ASX 200 At Key Pivot Point | Episode 134
Where is the Stock Market Heading?
00:30 ASX 200 losses it’s footing (should you worry?)
04:20 This is what I’m doing in the Small Ords
05:12 Here’s an example from my portfolio
06:02 Check out this emerging opportunity (be ready if it goes)
08:07 Is gold ready to rebound?
11:25 Copper pulls back (should you buy this dip?)
12:00 Why you should watch iron ore
Please note: Charts available from video
This video is going to focus on the ASX 200. I’m also going to have a look at gold and copper. And I’m also going to show you another market, which is really shaping up the view, looking quite interesting, so make sure you stick around for that. I’m going to cover the S&P 500 in a separate video. You can view the SP500 video here. As always, this is general commentary. It doesn’t take your personal situation into account. With all of that said, let’s jump over to our first chart.

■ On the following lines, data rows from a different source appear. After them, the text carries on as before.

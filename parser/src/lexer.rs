//! Lexer (tokenizer) for constraint expressions.

use crate::{ParseError, ParseResult, Span};

/// Token types.
#[derive(Debug, Clone, PartialEq)]
pub enum TokenKind {
    // Keywords (case-insensitive)
    And,
    Or,
    Not,
    In,
    Matches,
    Null,
    True,
    False,

    // Literals
    Ident(String),
    Int(i64),
    Float(f64),
    String(String),

    // Single-character symbols
    LParen,
    RParen,
    LBracket,
    RBracket,
    Comma,
    Dot,
    Plus,
    Minus,
    Star,
    Slash,
    Percent,
    Pipe,

    // Comparisons; `=` lexes as `==`
    Eq,
    NotEq,
    Lt,
    LtEq,
    Gt,
    GtEq,

    Eof,
}

/// Keyword spellings. `none` is accepted as another spelling of `null`.
const KEYWORDS: [(&str, TokenKind); 9] = [
    ("and", TokenKind::And),
    ("or", TokenKind::Or),
    ("not", TokenKind::Not),
    ("in", TokenKind::In),
    ("matches", TokenKind::Matches),
    ("null", TokenKind::Null),
    ("none", TokenKind::Null),
    ("true", TokenKind::True),
    ("false", TokenKind::False),
];

const SYMBOLS: [(char, TokenKind); 12] = [
    ('(', TokenKind::LParen),
    (')', TokenKind::RParen),
    ('[', TokenKind::LBracket),
    (']', TokenKind::RBracket),
    (',', TokenKind::Comma),
    ('.', TokenKind::Dot),
    ('+', TokenKind::Plus),
    ('-', TokenKind::Minus),
    ('*', TokenKind::Star),
    ('/', TokenKind::Slash),
    ('%', TokenKind::Percent),
    ('|', TokenKind::Pipe),
];

fn keyword(word: &str) -> Option<TokenKind> {
    KEYWORDS
        .iter()
        .find(|(spelling, _)| spelling.eq_ignore_ascii_case(word))
        .map(|(_, kind)| kind.clone())
}

fn symbol(c: char) -> Option<TokenKind> {
    SYMBOLS
        .iter()
        .find(|(sym, _)| *sym == c)
        .map(|(_, kind)| kind.clone())
}

impl TokenKind {
    /// How the token is named in error messages.
    pub fn name(&self) -> &'static str {
        if let Some((spelling, _)) = KEYWORDS.iter().find(|(_, kind)| kind == self) {
            return *spelling;
        }
        if let Some((sym, _)) = SYMBOLS.iter().find(|(_, kind)| kind == self) {
            return symbol_name(*sym);
        }
        match self {
            TokenKind::Ident(_) => "identifier",
            TokenKind::Int(_) => "integer",
            TokenKind::Float(_) => "float",
            TokenKind::String(_) => "string",
            TokenKind::Eq => "==",
            TokenKind::NotEq => "!=",
            TokenKind::Lt => "<",
            TokenKind::LtEq => "<=",
            TokenKind::Gt => ">",
            TokenKind::GtEq => ">=",
            TokenKind::Eof => "end of input",
            _ => "token",
        }
    }

    pub fn is_keyword(&self) -> bool {
        KEYWORDS.iter().any(|(_, kind)| kind == self)
    }
}

fn symbol_name(sym: char) -> &'static str {
    match sym {
        '(' => "(",
        ')' => ")",
        '[' => "[",
        ']' => "]",
        ',' => ",",
        '.' => ".",
        '+' => "+",
        '-' => "-",
        '*' => "*",
        '/' => "/",
        '%' => "%",
        _ => "|",
    }
}

/// A token with its span.
#[derive(Debug, Clone)]
pub struct Token {
    pub kind: TokenKind,
    pub span: Span,
}

impl Token {
    pub fn new(kind: TokenKind, span: Span) -> Self {
        Self { kind, span }
    }
}

/// A position in the input, recorded where a token starts.
#[derive(Debug, Clone, Copy)]
struct Mark {
    pos: usize,
    line: usize,
    column: usize,
}

/// Lexer state over a borrowed input.
pub struct Lexer<'a> {
    input: &'a str,
    pos: usize,
    line: usize,
    column: usize,
}

impl<'a> Lexer<'a> {
    pub fn new(input: &'a str) -> Self {
        Self {
            input,
            pos: 0,
            line: 1,
            column: 1,
        }
    }

    /// Tokenize all input; the last token is always `Eof`.
    pub fn tokenize(mut self) -> ParseResult<Vec<Token>> {
        let mut tokens = Vec::new();
        loop {
            let token = self.next_token()?;
            let done = token.kind == TokenKind::Eof;
            tokens.push(token);
            if done {
                return Ok(tokens);
            }
        }
    }

    fn mark(&self) -> Mark {
        Mark {
            pos: self.pos,
            line: self.line,
            column: self.column,
        }
    }

    fn span(&self, from: Mark) -> Span {
        Span::new(from.pos, self.pos, from.line, from.column)
    }

    fn peek(&self) -> Option<char> {
        self.input[self.pos..].chars().next()
    }

    fn peek_second(&self) -> Option<char> {
        self.input[self.pos..].chars().nth(1)
    }

    fn bump(&mut self) -> Option<char> {
        let c = self.peek()?;
        self.pos += c.len_utf8();
        if c == '\n' {
            self.line += 1;
            self.column = 1;
        } else {
            self.column += 1;
        }
        Some(c)
    }

    fn bump_if(&mut self, expected: char) -> bool {
        if self.peek() == Some(expected) {
            self.bump();
            true
        } else {
            false
        }
    }

    /// Consume characters while `pred` holds and return them.
    fn eat_while(&mut self, pred: impl Fn(char) -> bool) -> &'a str {
        let input = self.input;
        let start = self.pos;
        while self.peek().is_some_and(&pred) {
            self.bump();
        }
        &input[start..self.pos]
    }

    fn next_token(&mut self) -> ParseResult<Token> {
        self.eat_while(char::is_whitespace);
        let start = self.mark();

        let Some(c) = self.bump() else {
            return Ok(Token::new(TokenKind::Eof, self.span(start)));
        };

        let kind = match c {
            '=' => {
                self.bump_if('=');
                TokenKind::Eq
            }
            '<' if self.bump_if('=') => TokenKind::LtEq,
            '<' => TokenKind::Lt,
            '>' if self.bump_if('=') => TokenKind::GtEq,
            '>' => TokenKind::Gt,
            '!' if self.bump_if('=') => TokenKind::NotEq,
            '"' | '\'' => self.string(c, start)?,
            '_' | 'a'..='z' | 'A'..='Z' => self.word(start),
            '0'..='9' => self.number(start)?,
            _ => symbol(c).ok_or_else(|| {
                ParseError::new(format!("unexpected character '{}'", c), self.span(start))
            })?,
        };

        Ok(Token::new(kind, self.span(start)))
    }

    fn string(&mut self, quote: char, start: Mark) -> ParseResult<TokenKind> {
        let mut value = String::new();
        loop {
            match self.bump() {
                None => {
                    return Err(ParseError::new(
                        "unterminated string literal",
                        self.span(start),
                    ))
                }
                Some(c) if c == quote => return Ok(TokenKind::String(value)),
                Some('\\') => {
                    let escape = self.mark();
                    match self.bump() {
                        Some('n') => value.push('\n'),
                        Some('t') => value.push('\t'),
                        Some('r') => value.push('\r'),
                        Some(c @ ('\\' | '"' | '\'')) => value.push(c),
                        // Unknown escapes stay as written, so "\d+" reaches the regex intact.
                        Some(c) => {
                            value.push('\\');
                            value.push(c);
                        }
                        None => {
                            return Err(ParseError::new(
                                "unterminated escape sequence",
                                self.span(escape),
                            ))
                        }
                    }
                }
                Some(c) => value.push(c),
            }
        }
    }

    fn word(&mut self, start: Mark) -> TokenKind {
        self.eat_while(|c| c.is_alphanumeric() || c == '_');
        let text = &self.input[start.pos..self.pos];
        keyword(text).unwrap_or_else(|| TokenKind::Ident(text.to_string()))
    }

    fn number(&mut self, start: Mark) -> ParseResult<TokenKind> {
        let digit = |c: char| c.is_ascii_digit();
        self.eat_while(digit);

        // `1.x` is a field access on 1, not a float.
        let fraction = self.peek() == Some('.') && self.peek_second().is_some_and(digit);
        if fraction {
            self.bump();
            self.eat_while(digit);
        }

        let exponent = matches!(self.peek(), Some('e' | 'E'));
        if exponent {
            self.bump();
            if matches!(self.peek(), Some('+' | '-')) {
                self.bump();
            }
            if self.eat_while(digit).is_empty() {
                return Err(ParseError::new(
                    format!(
                        "invalid exponent in number literal '{}'",
                        &self.input[start.pos..self.pos]
                    ),
                    self.span(start),
                ));
            }
        }

        let text = &self.input[start.pos..self.pos];
        let invalid = |what: &str| {
            ParseError::new(format!("invalid {} literal '{}'", what, text), self.span(start))
        };
        if fraction || exponent {
            text.parse().map(TokenKind::Float).map_err(|_| invalid("float"))
        } else {
            text.parse().map(TokenKind::Int).map_err(|_| invalid("integer"))
        }
    }
}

So, ASX 200. It’s a interesting week. Actually, lost a little bit of footing during the week, lost its footing above the moving averages, and we’ve seen it decline down to an eight-week low, in that eight-week low on Thursday. And it’s also broken out of this little consolidation, little compression pattern. So, I’ll just draw some lines on to highlight that pattern. And it’s, yeah, coiled up for a few weeks, and it’s now just broken to the downside.
One of the things we can do, an interesting thing to do as always, is to put these Fibonacci retracements on. So, I’ll use that low we had from March, and I’ll use the recent high. And it’s interesting when you do that because so far this pullback is quite well proportioned to the previous rally. So, I’d still say that this pullback is comfortably within the parameters for a consolidation following the rally off the March low. But I think the fact remains that we can’t lose sight of is that this is still part of a big sideways consolidation.
And, in fact, if you look at where the ASX 200 is now, it’s at the same level it was this time last year. So, two years of jumping around on the spot, and actually not going anywhere. So, they’re pretty difficult conditions when you go through a market like that. And I think the big thing to… I know this is a frustrating period for a lot of people, and the big thing you always got to remember is that this is the difficult part of the cycle. It’s nothing new. This process has been playing out for centuries where we get good trending periods, and then we get the sideways grind or the downward period. It’s a counterbalance to every upward phase in the market.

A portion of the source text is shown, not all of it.